The major take-home point in all of this was that the professionals at MHC have found a way to make a meaningful difference—despite the poor prognosis for many of their patients upon presentation—because of their coordination of activities. For example, pharmacists participating in MTM services implemented a system to refer patients who meet criteria to nutrition, dental, endocrine, and mental health services (just to name a few). Each interaction with a healthcare provider is recorded and centrally stored for ease of access and maximal communication. The emphasis of their practice model relies on collaboration and care coordination in order to maintain high levels of success for improving patient outcomes. The data speaks for itself and the professionals who volunteer in this environment agree that it works; this is evidenced by their numerous awards and continued funding, including a Legacy Grant from the CDC and article highlighting their model in the July 2012 issue of Pharmacy Today.

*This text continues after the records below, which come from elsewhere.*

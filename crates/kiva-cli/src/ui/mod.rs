//! Terminal output helpers.
//!
//! ```no_run
//! use kiva_cli::ui;
//!
//! ui::init_colors(false);
//! ui::success("Gateway listening on http://localhost:8080");
//! ui::warning("js/vendors.js is over the 3.00 MB budget");
//! ```

use std::sync::atomic::{AtomicBool, Ordering};

mod format;
mod messages;

pub use format::{format_size, print_size_table};
pub use messages::{error, info, success, warning};

static COLORS: AtomicBool = AtomicBool::new(true);

/// Decide once whether status messages are colored.
pub fn init_colors(no_color: bool) {
    COLORS.store(!no_color && crate::logger::should_use_colors(), Ordering::Relaxed);
}

pub(crate) fn colors_enabled() -> bool {
    COLORS.load(Ordering::Relaxed)
}
//! Logging infrastructure for the kiva CLI.
//!
//! Verbosity is chosen once at start-up:
//!
//! 1. `--verbose`: debug for the kiva crates and request tracing
//! 2. `--quiet`: errors only
//! 3. `RUST_LOG`, when set
//! 4. otherwise info for the kiva crates
//!
//! ```rust,no_run
//! use kiva_cli::logger::init_logger;
//!
//! init_logger(false, false, false);
//! tracing::info!("composing configuration");
//! ```

use tracing_subscriber::{EnvFilter, fmt, layer::SubscriberExt, util::SubscriberInitExt};

const VERBOSE_FILTER: &str = "kiva=debug,kiva_config=debug,kiva_cli=debug,tower_http=debug";
const QUIET_FILTER: &str = "kiva=error,kiva_config=error,kiva_cli=error";
const DEFAULT_FILTER: &str = "kiva=info,kiva_config=info,kiva_cli=info";

/// Filter for the given flags. `verbose` wins over `quiet`.
pub fn filter_for(verbose: bool, quiet: bool) -> EnvFilter {
    if verbose {
        EnvFilter::new(VERBOSE_FILTER)
    } else if quiet {
        EnvFilter::new(QUIET_FILTER)
    } else {
        EnvFilter::try_from_default_env().unwrap_or_else(|_| EnvFilter::new(DEFAULT_FILTER))
    }
}

/// Initialize the tracing subscriber. Call once, before any logging.
pub fn init_logger(verbose: bool, quiet: bool, no_color: bool) {
    init_logger_with_filter(filter_for(verbose, quiet), no_color);
}

pub fn init_logger_with_filter(filter: EnvFilter, no_color: bool) {
    let fmt_layer = fmt::layer()
        .with_target(false)
        .with_level(true)
        .with_ansi(!no_color && should_use_colors())
        .with_writer(std::io::stderr)
        .compact();

    // A second call (tests, embedding) keeps the first subscriber.
    let _ = tracing_subscriber::registry()
        .with(filter)
        .with(fmt_layer)
        .try_init();
}

/// `NO_COLOR` disables, `FORCE_COLOR` forces, otherwise ask the terminal.
pub fn should_use_colors() -> bool {
    if std::env::var_os("NO_COLOR").is_some() {
        return false;
    }
    if std::env::var_os("FORCE_COLOR").is_some() {
        return true;
    }
    console::Term::stderr().features().colors_supported()
}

The aspect of this meeting that I found most impressive was the level of attention that the OMB staffers maintained throughout the 4 hours of presentations they attended. Many took notes and asked pointed questions, the most interesting of which I thought was a concern of whether or not a patient that meets with the pharmacist more often for MTM sessions correlates to less visits with the primary care physician, hence lower healthcare costs. The resounding answer was “yes,” meeting with a pharmacist to help a patient better understand their medication ultimately leads to better adherence, increased outcomes, and decreased long-term costs. MHC staff pointed out that, “an educated consumer is the best client.” This philosophy was exemplified beautifully as the pharmacist brought in a diabetic patient and his wife for a real-time MTM session discussing diet, blood glucose monitoring, changes in therapy due to lab values, and answering any questions that the patient had. This comprehensive review served the patient and allowed for an audio and visual learning experience for the OMB staff to fully understand what these services entail during a typical MTM session.
Finally, the Chief Medical Officer spoke about the future of American healthcare and how this ties in with her philosophies. She noted that it is an exciting time because more American citizens will be eligible for healthcare with the passing of new legislation, but that this is simultaneously scary because there are not increased numbers of physicians that are graduating at the same pace…therefore pharmacists will be needed to help fill this gap. She pulled from her own experiences in her personal practice and from those at MHC and said the return on investment for employing a pharmacist as a member of the healthcare team is at a minimum 2.5-to-1. This was fantastic to hear because it means the value of a pharmacist is apparent to this physician and now she will serve as a champion for our profession. As a result, the primary goal of highlighting the pharmacist’s role in a positive light was achieved by professionals within and outside of our profession. I appreciate the opportunity to have attended such an enlightening meeting, and I was reenergized to continue my own advocacy efforts for the betterment of our patients and our profession.